La pregunta relevante no es cuánto subió la participación. Es a quién benefició.
La movilización tiene dirección
Existe en España una convención razonablemente asentada: cuando sube la participación, tiende a favorecer más a la izquierda. El electorado progresista, más volátil en ciertos momentos, necesita más estímulo para ir a votar; la derecha tiene bases más estables pero menos elásticas al alza.
Castilla y León, si los datos aguantan un escrutinio más fino, parece haber invertido ese patrón.

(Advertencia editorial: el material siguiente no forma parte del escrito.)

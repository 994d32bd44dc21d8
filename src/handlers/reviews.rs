use axum::{
    extract::{Path, Query, State},
    http::StatusCode,
    response::Json,
};
use serde::Deserialize;
use serde_json::{Value, json};
use uuid::Uuid;
use validator::Validate;

use crate::{
    AppState,
    auth::AuthUser,
    error::{AppError, Result},
    models::{CreateReviewRequest, ReviewResponse, VoteRequest, VoteResponse},
    services::{
        user_service,
        vote_service::{Rejection, VoteOutcome},
    },
    store::ReviewStore,
};

#[derive(Debug, Deserialize)]
pub struct GetReviewsQuery {
    pub page: Option<u32>,
    pub limit: Option<u32>,
}

// Row offset of a 1-based page, in i64 so it cannot overflow.
fn page_offset(page: u32, limit: u32) -> i64 {
    (i64::from(page) - 1) * i64::from(limit)
}

pub async fn get_reviews(
    State(state): State<AppState>,
    Query(params): Query<GetReviewsQuery>,
) -> Result<Json<Value>> {
    let page = params.page.unwrap_or(1).max(1);
    let limit = params.limit.unwrap_or(25).clamp(1, 100); // Max 100 per page
    let offset = page_offset(page, limit);

    let reviews = state.store.list_reviews(i64::from(limit), offset).await?;
    let total_count = state.store.count_reviews().await?;

    let author_ids: Vec<Uuid> = reviews.iter().map(|review| review.author_id).collect();
    let authors = user_service::get_review_authors(&state.db, &author_ids).await?;

    let reviews: Vec<ReviewResponse> = reviews
        .into_iter()
        .map(|review| {
            let author = authors.get(&review.author_id).cloned();
            ReviewResponse::new(review, author)
        })
        .collect();

    Ok(Json(json!({
        "reviews": reviews,
        "pagination": {
            "page": page,
            "limit": limit,
            "total": total_count,
            "pages": (total_count + limit as i64 - 1) / limit as i64
        }
    })))
}

pub async fn get_review(
    State(state): State<AppState>,
    Path(review_id): Path<Uuid>,
) -> Result<Json<ReviewResponse>> {
    let review = state
        .store
        .get_review(review_id)
        .await?
        .ok_or_else(|| AppError::NotFound("Review not found".to_string()))?;

    let author = user_service::get_review_authors(&state.db, &[review.author_id])
        .await?
        .remove(&review.author_id);

    Ok(Json(ReviewResponse::new(review, author)))
}

pub async fn create_review(
    State(state): State<AppState>,
    auth_user: AuthUser,
    Json(payload): Json<CreateReviewRequest>,
) -> Result<(StatusCode, Json<ReviewResponse>)> {
    payload.validate()?;

    let rate_limit_key = format!("create_review:{}", auth_user.user_id);
    if !state
        .redis
        .check_rate_limit(
            &rate_limit_key,
            state.config.review_rate_limit_per_hour,
            3600,
        )
        .await?
    {
        return Err(AppError::RateLimit);
    }

    let new_review = payload.into_new_review(auth_user.user_id);
    if new_review.content.is_empty() {
        return Err(AppError::BadRequest(
            "Review content cannot be blank".to_string(),
        ));
    }

    let review = state.store.create_review(new_review).await?;
    tracing::info!(review_id = %review.id, author_id = %review.author_id, rating = review.rating, "Review created");

    let author = user_service::get_review_authors(&state.db, &[review.author_id])
        .await?
        .remove(&review.author_id);

    Ok((StatusCode::CREATED, Json(ReviewResponse::new(review, author))))
}

pub async fn vote_review(
    State(state): State<AppState>,
    auth_user: AuthUser,
    Path(review_id): Path<Uuid>,
    Json(payload): Json<VoteRequest>,
) -> Result<Json<VoteResponse>> {
    let rate_limit_key = format!("vote_review:{}", auth_user.user_id);
    if !state
        .redis
        .check_rate_limit(&rate_limit_key, state.config.vote_rate_limit_per_hour, 3600)
        .await?
    {
        return Err(AppError::RateLimit);
    }

    let outcome = state
        .votes
        .submit_vote(auth_user.user_id, review_id, payload.polarity)
        .await?;

    match outcome {
        VoteOutcome::Accepted(counts) => Ok(Json(VoteResponse {
            likes: counts.likes,
            dislikes: counts.dislikes,
            polarity: payload.polarity,
        })),
        VoteOutcome::Rejected(Rejection::DuplicateVote) => Err(AppError::Conflict(
            "You have already voted on this review".to_string(),
        )),
        VoteOutcome::Rejected(Rejection::NotFound) => {
            Err(AppError::NotFound("Review not found".to_string()))
        }
    }
}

Todo apunta a que el grueso de los abstencionistas de 2022 que se movilizaron en 2026 lo hicieron preferentemente hacia el bloque conservador. La narrativa dominante de la campaña —resistencia frente al gobierno de Sánchez, según recogen El País y Onda Cero— encuadró estas elecciones como un "dique de contención" nacional. Ese tipo de encuadre activa con más eficacia a un electorado de derechas que teme una amenaza concreta, y es menos potente para movilizar al votante progresista, que históricamente responde mejor a la ilusión que al miedo.
Si esta hipótesis se confirma con los estudios postelectorales, estaríamos ante un caso significativo de movilización asimétrica: ambos bloques crecen, pero la derecha crece más con los votantes nuevos.
Dentro de la derecha: el PP frena a Vox
El segundo argumento —y quizás el más relevante en perspectiva comparada— es lo que ocurrió dentro del bloque conservador.
Vox creció. Con 14 escaños y cerca del 19% del voto, según los datos de Onda Cero, se confirma como actor estructural del sistema, no como fenómeno coyuntural. Su electorado es fiel y no parece haberse evaporado pese a la presión del PP.
Pero el PP creció más, y eso importa. Con 33 escaños, no solo mejoró resultados sino que, todo indica, capturó una proporción mayor de los votantes movilizados dentro del espacio conservador. Absorbió además casi la totalidad del voto de Ciudadanos, prácticamente desaparecido del mapa, como recoge la cobertura de La Sexta.
La izquierda crece, pero hacia dentro
En el otro lado, el PSOE mejora: 30 escaños, una cifra que en abstracto suena a avance. Pero la pregunta es de dónde vienen esos votos.
La hipótesis más plausible, a la vista del colapso de Podemos e IU-Sumar —que según Servimedia no habrían entrado en las Cortes ni concurriendo juntos, por los cocientes electorales en provincias clave como Valladolid— es que el PSOE creció fundamentalmente vampirizando a su propia izquierda. El voto útil progresista se concentró en la única papeleta viable.
Lo que queda
El sistema político de Castilla y León sale de estas elecciones más simple y más rígido: menos actores, bloques más definidos, espacios intermedios evaporados. Según La Sexta, incluso Soria ¡Ya! pierde dos de sus tres escaños, víctima de la misma lógica de concentración del voto en las marcas fuertes de bloque.
En ese escenario, la batalla por el último escaño en varias circunscripciones se decidió por márgenes mínimos, como documenta RTVE. La movilización quirúrgica, hasta el último votante, fue determinante.
Y la conclusión provisional —a confirmar cuando haya estudios de transferencia más completos— es que en Castilla y León la movilización eligió bando. Y eligió el conservador, con el PP como su principal beneficiario dentro de ese bloque.